Background: Clinical high-risk (CHR) refers to prodromal phase before schizophrenia onset, characterized by attenuated psychotic symptoms and functional decline. They exhibit similar but milder cognitive impairments, brain abnormalities and eye movement change compared with first-episode schizophrenia (FSZ). These alterations may increase vulnerability to transitioning to the disease. This study explores cognitive-related functional connectivity (FC) and eye movement abnormalities to examine differences in the progression of schizophrenia.

Methods: Thirty drug-naive FSZ, 28 CHR, and 30 healthy controls (HCs) were recruited to undergo resting-state functional magnetic resonance imaging (rs-fMRI). Connectome-based predictive modeling (CPM) was employed to extract cognitive-related brain regions, which were then selected as seeds to form FC networks. Support vector machine (SVM) was used to distinguish FSZ from CHR. Smooth pursuit eye-tracking tasks were conducted to assess eye movement features.

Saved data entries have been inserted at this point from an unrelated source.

//! Topic tagging
//!
//! Unlike file-type classification, every table here contributes: the topics
//! of a file are the union of all rules that fire.

use crate::analysis::patterns::PatternExtractor;
use crate::types::RepositoryFile;
use regex::Regex;
use std::collections::BTreeSet;
use std::sync::LazyLock;

/// Substrings of the lowercased path and the topic they imply
const PATH_KEYWORDS: &[(&str, &str)] = &[
    ("http", "http"),
    ("server", "http"),
    ("socket", "networking"),
    ("net", "networking"),
    ("json", "json"),
    ("test", "testing"),
    ("alloc", "memory"),
    ("memory", "memory"),
    ("thread", "concurrency"),
    ("sync", "concurrency"),
    ("wasi", "wasi"),
    ("wasm", "wasm"),
    ("math", "math"),
    ("string", "strings"),
    ("file", "filesystem"),
    ("game", "games"),
    ("graphics", "graphics"),
    ("opengl", "graphics"),
    ("cli", "cli"),
    ("parse", "parsing"),
    ("crypto", "crypto"),
    ("sql", "database"),
    ("web", "web"),
];

/// Import path segments and the topic they imply
const IMPORT_SEGMENTS: &[(&str, &str)] = &[
    ("net", "networking"),
    ("http", "http"),
    ("json", "json"),
    ("encoding", "encoding"),
    ("alloc", "memory"),
    ("memory", "memory"),
    ("thread", "concurrency"),
    ("sync", "concurrency"),
    ("os", "os"),
    ("io", "io"),
    ("time", "time"),
    ("random", "random"),
    ("math", "math"),
    ("string", "strings"),
    ("conv", "strings"),
    ("array", "collections"),
    ("map", "collections"),
    ("set", "collections"),
    ("list", "collections"),
    ("iter", "iterators"),
    ("test", "testing"),
    ("js", "web"),
    ("wasi", "wasi"),
    ("hash", "hashing"),
];

static SYNTAX_RULES: LazyLock<Vec<(Regex, &'static str)>> = LazyLock::new(|| {
    compile(&[
        (r"\bstruct\b", "structs"),
        (r"\benum\b", "enums"),
        (r"\bmacro\b", "macros"),
        (r"\$[A-Za-z_]\w*", "polymorphism"),
        (r"\binterface\b", "interfaces"),
        (r"#operator\b", "operator-overloading"),
        (r"#overload\b", "overloading"),
        (r"\bdefer\b", "defer"),
        (r"\bswitch\b", "pattern-matching"),
        (r"\|>", "pipes"),
        (r"\biter\.", "iterators"),
        (r"\ballocator\b", "memory"),
        (r"\bthread\.spawn\b", "concurrency"),
    ])
});

static HTML_RULES: LazyLock<Vec<(Regex, &'static str)>> = LazyLock::new(|| {
    compile(&[
        (r"(?i)<canvas\b", "graphics"),
        (r"(?i)<script\b", "javascript"),
        (r"WebAssembly\.", "wasm"),
        (r"\.wasm\b", "wasm"),
        (r"(?i)<form\b", "forms"),
        (r"\bfetch\(", "http"),
    ])
});

fn compile(rules: &[(&str, &'static str)]) -> Vec<(Regex, &'static str)> {
    rules
        .iter()
        .map(|(pattern, topic)| (Regex::new(pattern).expect("topic regex"), *topic))
        .collect()
}

/// Topic always given to HTML files
pub const WEB_TOPIC: &str = "web";

/// Assigns topics to repository files
pub struct TopicTagger<'a, E: PatternExtractor + ?Sized> {
    extractor: &'a E,
}

impl<'a, E: PatternExtractor + ?Sized> TopicTagger<'a, E> {
    pub fn new(extractor: &'a E) -> Self {
        Self { extractor }
    }

    /// Topics from the path and content passes
    pub fn tag(&self, file: &RepositoryFile) -> BTreeSet<String> {
        let mut topics = path_topics(&file.path);
        topics.extend(self.import_topics(&file.content));
        topics.extend(rule_topics(&SYNTAX_RULES, &file.content));
        topics
    }

    /// Topics for HTML files: path pass, HTML pass and always `web`
    pub fn tag_html(&self, file: &RepositoryFile) -> BTreeSet<String> {
        let mut topics = path_topics(&file.path);
        topics.extend(rule_topics(&HTML_RULES, &file.content));
        topics.insert(WEB_TOPIC.to_string());
        topics
    }

    fn import_topics(&self, content: &str) -> BTreeSet<String> {
        let imports = self.extractor.extract(content).imports;
        let mut topics = BTreeSet::new();

        for import in &imports {
            for segment in import
                .split(|c: char| !(c.is_ascii_alphanumeric() || c == '_'))
                .filter(|s| !s.is_empty())
            {
                if let Some((_, topic)) = IMPORT_SEGMENTS.iter().find(|(key, _)| *key == segment) {
                    topics.insert(topic.to_string());
                }
            }
        }

        topics
    }
}

fn path_topics(path: &str) -> BTreeSet<String> {
    let lower = path.to_ascii_lowercase();
    PATH_KEYWORDS
        .iter()
        .filter(|(keyword, _)| lower.contains(keyword))
        .map(|(_, topic)| topic.to_string())
        .collect()
}

fn rule_topics(rules: &[(Regex, &'static str)], content: &str) -> BTreeSet<String> {
    rules
        .iter()
        .filter(|(regex, _)| regex.is_match(content))
        .map(|(_, topic)| topic.to_string())
        .collect()
}

#[cfg(test)]
mod tests {
    use super::*;
    use crate::analysis::patterns::RegexExtractor;
    use crate::types::FileType;
    use chrono::Utc;

    fn file(path: &str, content: &str, file_type: FileType) -> RepositoryFile {
        RepositoryFile {
            repository: "onyx-lang/onyx".to_string(),
            path: path.to_string(),
            size: content.len() as u64,
            content: content.to_string(),
            file_type,
            url: format!("https://github.com/onyx-lang/onyx/blob/HEAD/{}", path),
            extracted_at: Utc::now(),
        }
    }

    #[test]
    fn test_union_of_path_import_and_syntax() {
        let extractor = RegexExtractor::new();
        let tagger = TopicTagger::new(&extractor);
        let source = file(
            "examples/http_demo.onyx",
            "use core.net\nuse core {println}\n\nRequest :: struct { path: str; }\n",
            FileType::Source,
        );

        let topics = tagger.tag(&source);
        assert!(topics.contains("http"));
        assert!(topics.contains("networking"));
        assert!(topics.contains("structs"));
        assert!(!topics.contains("web"));
    }

    #[test]
    fn test_import_segments_match_whole_words() {
        let extractor = RegexExtractor::new();
        let tagger = TopicTagger::new(&extractor);
        let source = file("src/a.onyx", "use core.iterator_tools\n", FileType::Source);

        assert!(!tagger.tag(&source).contains("iterators"));
    }

    #[test]
    fn test_html_always_web() {
        let extractor = RegexExtractor::new();
        let tagger = TopicTagger::new(&extractor);
        let page = file(
            "site/index.html",
            "<html><body><canvas id=\"c\"></canvas><script src=\"app.js\"></script></body></html>",
            FileType::WebIndex,
        );

        let topics = tagger.tag_html(&page);
        assert!(topics.contains("web"));
        assert!(topics.contains("graphics"));
        assert!(topics.contains("javascript"));

        let bare = file("index.html", "<p>hi</p>", FileType::WebIndex);
        assert_eq!(
            tagger.tag_html(&bare).into_iter().collect::<Vec<_>>(),
            vec!["web".to_string()]
        );
    }
}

Results: FSZ displayed decreased cognitive-related FC between right posterior cingulate cortex and right superior frontal gyrus compared with HCs and between right amygdala and left inferior parietal gyrus (IPG) compared with CHR. SVM analysis indicated a combination of BACS-SC and CFT-A scores, and FC between right amygdala and left IPG could serve as a potential biomarker for distinguishing FSZ from CHR with high sensitivity. FSZ also exhibited a wide range of eye movement abnormalities compared with HCs, which were associated with alterations in cognitive-related FC.

Conclusions: FSZ and CHR exhibited different patterns of cognitive-related FC and eye movement alteration. Our findings illustrate potential neuroimaging and cognitive markers for early identification of psychosis that could help in the intervention of schizophrenia in high-risk groups.